Voice Of Small Business Is Silent On The COVID-19 Commission

Senator Michaelia Cash is the Minister for Employment, Skills, Small and Family Business in the Morrison government.  It's one thing for a minister to have such a title.  It's another thing entirely for the government to take that title seriously.

It might have been that the minister was absent when the Morrison government was busy selecting the members of its National COVID-19 Coordination Commission.

The commission was announced by the Prime Minister in March and it has six commissioners.  Its task is to "ensure the government receives the most comprehensive advice to meet the challenges ahead to cushion the economic impact of the coronarvirus and help build a bridge to recovery".

The commissioners, by virtue of their role, are now some of the most powerful people in the country.  They're advising the government on nothing less than the future of the Australian economy.  And when you design an economy, you design a society.

The six commissioners are Nev Power, who was chief executive of Fortescue Metals Group;  David Thodey, who was chief executive of Telstra;  Greg Combet, who was secretary of the ACTU and a minister in the Rudd and Gillard Labor governments;  Jane Halton, a career public servant;  Paul Little, who was managing director of Toll Holdings;  and Catherine Tanna, who is managing director of an energy company.

That's four commissioners from big business, one from the public service, and one from both the trade union movement and the Labor Party.

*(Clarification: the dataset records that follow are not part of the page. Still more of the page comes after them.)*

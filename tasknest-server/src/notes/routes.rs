use crate::{
    ctx::BaseParams,
    field_set::Payload,
    openapi::{
        aide::{
            axum::{
                routing::{get_with, post_with},
                ApiRouter, IntoApiResponse,
            },
            NoApi,
        },
        Json, Path,
    },
    state::AppState,
    Result,
};
use axum::http::StatusCode;

use schemars::JsonSchema;

use serde::Deserialize;

use super::{handlers, CreateNote, Note, NoteResponse};

/// Owner id on `GET`, note id on `PATCH` and `DELETE`.
#[derive(Debug, Deserialize, JsonSchema)]
struct IdPath {
    id: i64,
}

pub fn router(state: AppState) -> ApiRouter {
    ApiRouter::new()
        .api_route(
            "/notes",
            post_with(create_note, |t| t.response::<201, Json<NoteResponse>>()),
        )
        .api_route(
            "/notes/{id}",
            get_with(find_notes, |t| t.description("Notes owned by the given user"))
                .patch(update_note)
                .delete_with(delete_note, |t| t.response::<204, ()>()),
        )
        .with_state(state)
}

async fn find_notes(Path(IdPath { id }): Path<IdPath>, NoApi(base): NoApi<BaseParams>) -> impl IntoApiResponse {
    handlers::find_notes(id, base).await.map(Json::<Vec<Note>>)
}

async fn create_note(NoApi(base): NoApi<BaseParams>, Json(payload): Json<Payload>) -> impl IntoApiResponse {
    let result: Result<_> = async {
        let args = CreateNote::try_from(&payload)?;
        handlers::create_note(args, base).await
    }
    .await;

    result.map(|note| (StatusCode::CREATED, Json(NoteResponse::from(note))))
}

async fn update_note(
    Path(IdPath { id }): Path<IdPath>,
    NoApi(base): NoApi<BaseParams>,
    Json(payload): Json<Payload>,
) -> impl IntoApiResponse {
    handlers::update_note(id, payload, base)
        .await
        .map(|note| Json(NoteResponse::from(note)))
}

async fn delete_note(Path(IdPath { id }): Path<IdPath>, NoApi(base): NoApi<BaseParams>) -> impl IntoApiResponse {
    handlers::delete_note(id, base)
        .await
        .map(|_| NoApi(StatusCode::NO_CONTENT))
}
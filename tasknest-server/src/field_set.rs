//! Partial updates.
//!
//! A PATCH body is an arbitrary JSON object. Each entity declares which columns may be
//! changed through it and under which spellings; [`FieldSet::build`] keeps the qualifying
//! keys and turns them into a single `UPDATE` naming only those columns.

use chrono::{DateTime, NaiveDate, NaiveDateTime, Utc};
use schemars::JsonSchema;
use sea_query::{Expr, Iden, Query, SimpleExpr, SqliteQueryBuilder, Value as SqlValue};
use sea_query_rusqlite::RusqliteBinder;
use serde::Deserialize;
use serde_json::{Map, Value};

use crate::{Error, Result};

/// A JSON object body whose keys are interpreted field by field.
///
/// Accepts both the camelCase and the legacy snake_case spelling of a field. When both
/// are sent, the first spelling listed for the field wins.
#[derive(Debug, Default, Clone, Deserialize, JsonSchema)]
#[serde(transparent)]
pub struct Payload(Map<String, Value>);

impl Payload {
    pub fn new(fields: Map<String, Value>) -> Self {
        Self(fields)
    }

    /// First spelling carrying a non-null value.
    fn resolve(&self, keys: &[&str]) -> Option<&Value> {
        keys.iter().find_map(|key| self.0.get(*key).filter(|value| !value.is_null()))
    }

    pub fn text(&self, keys: &[&str]) -> Option<String> {
        self.resolve(keys).and_then(Value::as_str).map(str::to_owned)
    }

    /// Same as [`Payload::text`], but blank strings count as absent.
    pub fn required_text(&self, keys: &[&str]) -> Option<String> {
        self.text(keys).filter(|text| !text.trim().is_empty())
    }

    pub fn flag(&self, keys: &[&str]) -> Option<bool> {
        self.resolve(keys).and_then(Value::as_bool)
    }

    /// Integer identifiers, also accepted as numeric strings.
    pub fn id(&self, keys: &[&str]) -> Option<i64> {
        match self.resolve(keys)? {
            Value::Number(number) => number.as_i64(),
            Value::String(text) => text.trim().parse().ok(),
            _ => None,
        }
    }

    /// The first truthy spelling, parsed as a timestamp.
    ///
    /// Falsy values (`null`, `""`, `0`, `false`) mean "not sent", so a date can never be
    /// cleared through a partial update.
    pub fn date(&self, keys: &[&str]) -> Result<Option<DateTime<Utc>>> {
        let Some((key, value)) = keys
            .iter()
            .find_map(|key| self.0.get(*key).filter(|value| is_truthy(value)).map(|value| (*key, value)))
        else {
            return Ok(None);
        };

        parse_date(value)
            .map(Some)
            .ok_or_else(|| Error::bad_request(format!("Invalid date for {key}")))
    }
}

fn is_truthy(value: &Value) -> bool {
    match value {
        Value::Null => false,
        Value::Bool(flag) => *flag,
        Value::Number(number) => number.as_f64().is_some_and(|n| n != 0.0 && !n.is_nan()),
        Value::String(text) => !text.is_empty(),
        Value::Array(_) | Value::Object(_) => true,
    }
}

/// RFC 3339, a bare `YYYY-MM-DD` (midnight UTC), a `datetime-local` value, or epoch millis.
pub fn parse_date(value: &Value) -> Option<DateTime<Utc>> {
    match value {
        Value::String(text) => {
            let text = text.trim();
            DateTime::parse_from_rfc3339(text)
                .map(|date| date.with_timezone(&Utc))
                .ok()
                .or_else(|| {
                    NaiveDateTime::parse_from_str(text, "%Y-%m-%dT%H:%M")
                        .ok()
                        .map(|date| date.and_utc())
                })
                .or_else(|| {
                    NaiveDate::parse_from_str(text, "%Y-%m-%d")
                        .ok()
                        .and_then(|date| date.and_hms_opt(0, 0, 0))
                        .map(|date| date.and_utc())
                })
        }
        Value::Number(number) => number.as_i64().and_then(DateTime::from_timestamp_millis),
        _ => None,
    }
}

#[derive(Debug, Clone, Copy, PartialEq, Eq)]
pub enum FieldKind {
    /// Included when the value is a string, empty strings included.
    Text,
    /// Included when the resolved value is a JSON boolean.
    Flag,
    /// Included when a spelling is truthy; must then parse as a date.
    Date,
}

/// One updatable column and the body keys that address it.
#[derive(Debug, Clone, Copy)]
pub struct FieldSpec<C> {
    pub column: C,
    pub keys: &'static [&'static str],
    pub kind: FieldKind,
}

impl<C> FieldSpec<C> {
    pub const fn text(column: C, keys: &'static [&'static str]) -> Self {
        Self {
            column,
            keys,
            kind: FieldKind::Text,
        }
    }

    pub const fn flag(column: C, keys: &'static [&'static str]) -> Self {
        Self {
            column,
            keys,
            kind: FieldKind::Flag,
        }
    }

    pub const fn date(column: C, keys: &'static [&'static str]) -> Self {
        Self {
            column,
            keys,
            kind: FieldKind::Date,
        }
    }
}

/// The qualifying assignments of a partial update, in schema order.
#[derive(Debug, Clone, PartialEq)]
pub struct FieldSet<C> {
    pub id: i64,
    pub assignments: Vec<(C, SqlValue)>,
}

impl<C> FieldSet<C>
where
    C: Iden + Copy + 'static,
{
    /// Fails with a client error, before touching the store, when nothing qualifies.
    pub fn build(id: i64, payload: &Payload, specs: &[FieldSpec<C>]) -> Result<Self> {
        let mut assignments = Vec::with_capacity(specs.len());

        for spec in specs {
            let value = match spec.kind {
                FieldKind::Text => payload.text(spec.keys).map(SqlValue::from),
                FieldKind::Flag => payload.flag(spec.keys).map(SqlValue::from),
                FieldKind::Date => payload.date(spec.keys)?.map(SqlValue::from),
            };

            if let Some(value) = value {
                assignments.push((spec.column, value));
            }
        }

        if assignments.is_empty() {
            return Err(Error::bad_request("No valid fields to update"));
        }

        Ok(Self { id, assignments })
    }

    pub fn columns(&self) -> Vec<String> {
        self.assignments.iter().map(|(column, _)| column.to_string()).collect()
    }

    /// Assignment values followed by the row id.
    pub fn params(&self) -> Vec<SqlValue> {
        self.assignments
            .iter()
            .map(|(_, value)| value.clone())
            .chain(std::iter::once(SqlValue::from(self.id)))
            .collect()
    }

    /// Runs the `UPDATE`; returns the number of rows it touched.
    pub fn execute(&self, conn: &rusqlite::Connection, table: C, id_column: C) -> rusqlite::Result<usize> {
        let (sql, values) = Query::update()
            .table(table)
            .values(
                self.assignments
                    .iter()
                    .map(|(column, value)| (*column, SimpleExpr::from(value.clone()))),
            )
            .and_where(Expr::col(id_column).eq(self.id))
            .build_rusqlite(SqliteQueryBuilder);

        tracing::debug!(%sql, "partial update");

        conn.execute(&sql, &*values.as_params())
    }
}

#[cfg(test)]
mod tests {
    use serde_json::json;

    use super::*;

    #[derive(Iden, Clone, Copy, Debug, PartialEq)]
    enum Items {
        Table,
        Id,
        Title,
        Done,
        DueDate,
    }

    const FIELDS: &[FieldSpec<Items>] = &[
        FieldSpec::text(Items::Title, &["title"]),
        FieldSpec::flag(Items::Done, &["isDone", "is_done"]),
        FieldSpec::date(Items::DueDate, &["dueDate", "due_date"]),
    ];

    fn payload(value: Value) -> Payload {
        serde_json::from_value(value).unwrap()
    }

    #[test]
    fn keeps_only_qualifying_fields() {
        let set = FieldSet::build(3, &payload(json!({ "title": "", "unknown": 1 })), FIELDS).unwrap();

        assert_eq!(set.columns(), vec!["title"]);
        assert_eq!(set.params(), vec![SqlValue::from(""), SqlValue::from(3i64)]);
    }

    #[test]
    fn nothing_qualifies() {
        let body = payload(json!({ "title": 5, "isDone": "yes", "dueDate": "" }));
        let error = FieldSet::build(1, &body, FIELDS).unwrap_err();

        assert!(matches!(error, Error::BadRequest(message) if message == "No valid fields to update"));
    }

    #[test]
    fn camel_case_flag_wins() {
        let set = FieldSet::build(1, &payload(json!({ "isDone": false, "is_done": true })), FIELDS).unwrap();
        assert_eq!(set.assignments, vec![(Items::Done, SqlValue::from(false))]);

        let set = FieldSet::build(1, &payload(json!({ "isDone": null, "is_done": true })), FIELDS).unwrap();
        assert_eq!(set.assignments, vec![(Items::Done, SqlValue::from(true))]);
    }

    #[test]
    fn non_boolean_camel_case_flag_shadows_snake_case() {
        let body = payload(json!({ "isDone": "true", "is_done": true }));
        assert!(FieldSet::build(1, &body, FIELDS).is_err());
    }

    #[test]
    fn first_truthy_date_spelling_is_used() {
        let set = FieldSet::build(1, &payload(json!({ "dueDate": "", "due_date": "2024-05-01" })), FIELDS).unwrap();

        let expected = NaiveDate::from_ymd_opt(2024, 5, 1)
            .unwrap()
            .and_hms_opt(0, 0, 0)
            .unwrap()
            .and_utc();
        assert_eq!(set.assignments, vec![(Items::DueDate, SqlValue::from(expected))]);
    }

    #[test]
    fn unparseable_date_is_a_client_error() {
        let error = FieldSet::build(1, &payload(json!({ "dueDate": "tomorrow" })), FIELDS).unwrap_err();
        assert!(matches!(error, Error::BadRequest(message) if message == "Invalid date for dueDate"));
    }

    #[test]
    fn assignments_follow_schema_order() {
        let body = payload(json!({ "dueDate": 1_700_000_000_000i64, "isDone": true, "title": "x" }));
        let set = FieldSet::build(9, &body, FIELDS).unwrap();

        assert_eq!(set.columns(), vec!["title", "done", "due_date"]);
        assert_eq!(set.params().last(), Some(&SqlValue::from(9i64)));
    }

    #[test]
    fn dates_in_accepted_shapes() {
        assert!(parse_date(&json!("2024-05-01T10:00:00Z")).is_some());
        assert!(parse_date(&json!("2024-05-01T10:00:00.123+02:00")).is_some());
        assert!(parse_date(&json!("2024-05-01T10:00")).is_some());
        assert!(parse_date(&json!(1_714_557_600_000i64)).is_some());
        assert!(parse_date(&json!("05/01/2024")).is_none());
        assert!(parse_date(&json!(true)).is_none());
    }

    #[test]
    fn updates_only_named_columns() {
        let conn = rusqlite::Connection::open_in_memory().unwrap();
        conn.execute_batch(
            r#"
            CREATE TABLE items (id INTEGER PRIMARY KEY, title TEXT NOT NULL, done BOOLEAN NOT NULL, due_date DATETIME);
            INSERT INTO items (id, title, done) VALUES (1, 'first', FALSE);
            "#,
        )
        .unwrap();

        let set = FieldSet::build(1, &payload(json!({ "is_done": true })), FIELDS).unwrap();
        assert_eq!(set.execute(&conn, Items::Table, Items::Id).unwrap(), 1);

        let (title, done): (String, bool) = conn
            .query_row("SELECT title, done FROM items WHERE id = 1", [], |r| Ok((r.get(0)?, r.get(1)?)))
            .unwrap();
        assert_eq!(title, "first");
        assert!(done);

        let missing = FieldSet::build(2, &payload(json!({ "title": "x" })), FIELDS).unwrap();
        assert_eq!(missing.execute(&conn, Items::Table, Items::Id).unwrap(), 0);
    }
}
use crate::{
    ctx::BaseParams,
    field_set::Payload,
    openapi::{
        aide::{
            axum::{
                routing::{get_with, post_with},
                ApiRouter, IntoApiResponse,
            },
            NoApi,
        },
        Json, Path,
    },
    state::AppState,
    Result,
};
use axum::http::StatusCode;

use schemars::JsonSchema;

use serde::Deserialize;

use super::{handlers, CreateTask, Task, TaskResponse};

/// Owner id on `GET`, task id on `PATCH` and `DELETE`.
#[derive(Debug, Deserialize, JsonSchema)]
struct IdPath {
    id: i64,
}

pub fn router(state: AppState) -> ApiRouter {
    ApiRouter::new()
        .api_route(
            "/tasks",
            post_with(create_task, |t| t.response::<201, Json<TaskResponse>>()),
        )
        .api_route(
            "/tasks/{id}",
            get_with(find_tasks, |t| t.description("Tasks owned by the given user"))
                .patch(update_task)
                .delete_with(delete_task, |t| t.response::<204, ()>()),
        )
        .with_state(state)
}

async fn find_tasks(Path(IdPath { id }): Path<IdPath>, NoApi(base): NoApi<BaseParams>) -> impl IntoApiResponse {
    handlers::find_tasks(id, base).await.map(Json::<Vec<Task>>)
}

async fn create_task(NoApi(base): NoApi<BaseParams>, Json(payload): Json<Payload>) -> impl IntoApiResponse {
    let result: Result<_> = async {
        let args = CreateTask::try_from(&payload)?;
        handlers::create_task(args, base).await
    }
    .await;

    result.map(|task| (StatusCode::CREATED, Json(TaskResponse::from(task))))
}

async fn update_task(
    Path(IdPath { id }): Path<IdPath>,
    NoApi(base): NoApi<BaseParams>,
    Json(payload): Json<Payload>,
) -> impl IntoApiResponse {
    handlers::update_task(id, payload, base)
        .await
        .map(|task| Json(TaskResponse::from(task)))
}

async fn delete_task(Path(IdPath { id }): Path<IdPath>, NoApi(base): NoApi<BaseParams>) -> impl IntoApiResponse {
    handlers::delete_task(id, base)
        .await
        .map(|_| NoApi(StatusCode::NO_CONTENT))
}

Missing from the commission is the voice of the sector that accounts for one-third of the economy, that provides more than 40 per cent of the jobs in the private sector, and that is the foundation of a free enterprise economy.  That voice, of course, is that of small business.

It is small business and the families of the owners of small businesses ― not big business and not the public service ― that are bearing the brunt of the government-imposed shutdown of the economy.  Seventy per cent of small businesses are family-owned.

My analysis of Australian Bureau of Statistics data shows that over the past three months jobs in the private sector have been lost at 4½ times the rate of job losses in the public sector.  Most of those lost jobs will have been from small business.

In fact the government is doing everything it can to ensure public servants are untouched by what's happening in the rest of the economy.

Although nearly 75 per cent of Australians support pay cuts for politicians and public servants earning more than $150,000, the Prime Minister has categorically ruled out any such reduction.  The biggest sacrifice Scott Morrison has offered is to delay pay rises for some public servants.

It's incredible that a perspective from the sector that employs 4.5 million Australians (or at least did until March) is not represented on the commission.

If and when the unemployment rate reaches 10 per cent or more, the vast majority of those who will have lost their jobs will be small business employees.  By the end of March, approximately 8 per cent of small businesses had already stopped trading because of COVID-19 restrictions, while 61 per cent of small businesses have applied, or will apply, for wage subsidies from the government.

The Australian economy won't recuperate and employment will not grow in any meaningful way until small business recovers from the economic shutdown.  The future of small business should be front and centre of the government's attention, not an afterthought ― if that.

It's frightening to contemplate, but maybe what happened is that those who picked the commissioners thought if you're deciding how to save the Australian economy, the only people you need an opinion from are those who inhabit the cosy club of the Qantas Chairman's Lounge:  big business bosses, public servants, and former union officials and Labor politicians.

It is revealing these are the sort of people the Morrison government picked to advise it.

Presumably, no one in the Coalition thought to ask the cafe owner in Parramatta who has just laid off all their staff, shut their business and lost their livelihood, whether they would like to be on the National COVID-19 Coordination Commission.